Dla wielu rodzin to co miesiąc ważny element w domowym budżecie. Płacą za obiady oraz za dodatkowe godziny, które - ponad tych 5 zagwarantowanych przez państwo - ich pociecha spędza w przedszkolu. Czy powinni? Prawo niby jest jasne, ale samorządy nie do końca stosują się do zapisów ustawy.
Za co rodzic posyłający dziecko do przedszkola nie powinien zapłacić?
Za ilość godzin, których mimo wcześniejszej deklaracji, dziecko jednak nie spędza w przedszkolu. Na przykład deklarujemy, że nasza pociecha będzie odbierana o 15.00, więc płacimy co miesiąc za dwie dodatkowe godziny każdego dnia. Ale gdy odbierzemy naszego malucha wcześniej, np. o 14.00 nikt nie zwróci nam nadpłaconej godziny. Stanowisko samorządów w tej kwestii jest nieugięte. Nie będzie zwrotów za „niewykorzystane” godziny – tak twierdzą w magistratach w Rybniku, Wodzisławiu, Jastrzębiu i Cieszynie. Rodzic płaci za gotowość do przeprowadzenia zajęć, bo tak się zdeklarował.
Kiedy rodzice mogą liczyć na zwrot pieniędzy?

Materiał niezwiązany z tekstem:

impl CertificatePayload {
    pub fn tls12(certificates: Vec<Vec<u8>>) -> Self {
        Self {
            context: None,
            certificates,
        }
    }

    pub fn tls13(context: Vec<u8>, certificates: Vec<Vec<u8>>) -> Self {
        Self {
            context: Some(context),
            certificates,
        }
    }

    pub fn read_version(r: &mut Reader, version: ProtocolVersion) -> Option<Self> {
        let context = if version.is_tls13() {
            let len = usize::from(u8::read(r)?);
            Some(r.take(len)?.to_vec())
        } else {
            None
        };

        let len = usize::from(u24::read(r)?);
        if len > MAX_CERTIFICATE_LIST {
            return None;
        }
        let mut list = r.sub(len)?;
        let mut certificates = Vec::new();
        while list.any_left() {
            let cert_len = usize::from(u24::read(&mut list)?);
            certificates.push(list.take(cert_len)?.to_vec());
            if context.is_some() {
                let ext_len = usize::from(u16::read(&mut list)?);
                list.take(ext_len)?;
            }
        }
        Some(Self {
            context,
            certificates,
        })
    }
}

impl Codec for CertificatePayload {
    fn encode(&self, bytes: &mut Vec<u8>) {
        if let Some(context) = &self.context {
            encode_prefixed(bytes, 1, |out| out.extend_from_slice(context));
        }
        encode_prefixed(bytes, 3, |list| {
            for cert in &self.certificates {
                encode_prefixed(list, 3, |out| out.extend_from_slice(cert));
                if self.context.is_some() {
                    0u16.encode(list);
                }
            }
        });
    }

    /// Reads the TLS 1.2 layout, see [`CertificatePayload::read_version`].
    fn read(r: &mut Reader) -> Option<Self> {
        Self::read_version(r, ProtocolVersion::TLSv1_2)
    }
}

/// Named curve parameters of an ECDHE ServerKeyExchange together with the signature over them.
#[derive(Debug, Clone, PartialEq, Eq)]
pub struct EcdheServerKeyExchange {
    pub group: NamedGroup,
    pub public: Vec<u8>,
    /// The parameters exactly as received, they are what the signature covers.
    pub params: Vec<u8>,
    pub scheme: SignatureScheme,
    pub signature: Vec<u8>,
}

impl Codec for EcdheServerKeyExchange {
    fn encode(&self, bytes: &mut Vec<u8>) {
        bytes.extend_from_slice(&self.params);
        self.scheme.encode(bytes);
        encode_prefixed(bytes, 2, |out| out.extend_from_slice(&self.signature));
    }

    fn read(r: &mut Reader) -> Option<Self> {
        let mut params = Reader::init(r.peek(r.left())?);
        if ECCurveType::read(&mut params)? != ECCurveType::NamedCurve {
            return None;
        }
        let group = NamedGroup::read(&mut params)?;
        let len = usize::from(u8::read(&mut params)?);
        let public = params.take(len)?.to_vec();
        let params = r.take(params.used())?.to_vec();

        let scheme = SignatureScheme::read(r)?;
        let len = usize::from(u16::read(r)?);
        let signature = r.take(len)?.to_vec();
        Some(Self {
            group,
            public,
            params,
            scheme,
            signature,
        })
    }
}

impl EcdheServerKeyExchange {
    pub fn params(group: NamedGroup, public: &[u8]) -> Vec<u8> {
        let mut params = Vec::new();
        ECCurveType::NamedCurve.encode(&mut params);
        group.encode(&mut params);
        encode_prefixed(&mut params, 1, |out| out.extend_from_slice(public));
        params
    }
}

#[derive(Debug, Clone, PartialEq, Eq)]
pub struct CertificateRequest {
    pub context: Option<Vec<u8>>,
    pub certificate_types: Vec<u8>,
    pub schemes: Vec<SignatureScheme>,
}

Zwrot pieniędzy można otrzymać jedynie za nieobecność dziecka w przedszkolu i za obiady, których dziecko nie zjadło w tych dniach. W żadnym ze wspomnianych miast nie ma także na razie planów, by stworzyć system, który będzie monitorował czas pobytu każdego malucha w przedszkolu. Rozwiązania takie funkcjonują na przykład w Krakowie, Warszawie czy Głogowie. U nas nie ma na to środków. Wydaje się także, że jest brak chęci po stronie magistratów, które jak twierdzą: nie chcą w ten sposób uszczuplać i tak już napiętych budżetów. A więc rodzicu: deklarowałeś – płać!